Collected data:
§ §

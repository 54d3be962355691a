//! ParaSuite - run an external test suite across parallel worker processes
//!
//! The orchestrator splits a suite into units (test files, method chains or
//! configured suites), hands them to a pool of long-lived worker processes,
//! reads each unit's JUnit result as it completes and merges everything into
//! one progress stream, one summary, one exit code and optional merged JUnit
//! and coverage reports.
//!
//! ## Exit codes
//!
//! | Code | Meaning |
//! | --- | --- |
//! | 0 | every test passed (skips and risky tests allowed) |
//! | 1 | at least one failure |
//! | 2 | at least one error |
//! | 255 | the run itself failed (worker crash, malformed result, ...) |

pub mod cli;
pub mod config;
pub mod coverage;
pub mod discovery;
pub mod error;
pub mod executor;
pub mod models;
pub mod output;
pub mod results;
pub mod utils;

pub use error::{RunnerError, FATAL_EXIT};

§ §

* [YOUR GOAL]: Within the records above, count the lines that include the string "error"; state the number and nothing else.

* [RESPONSE]: 3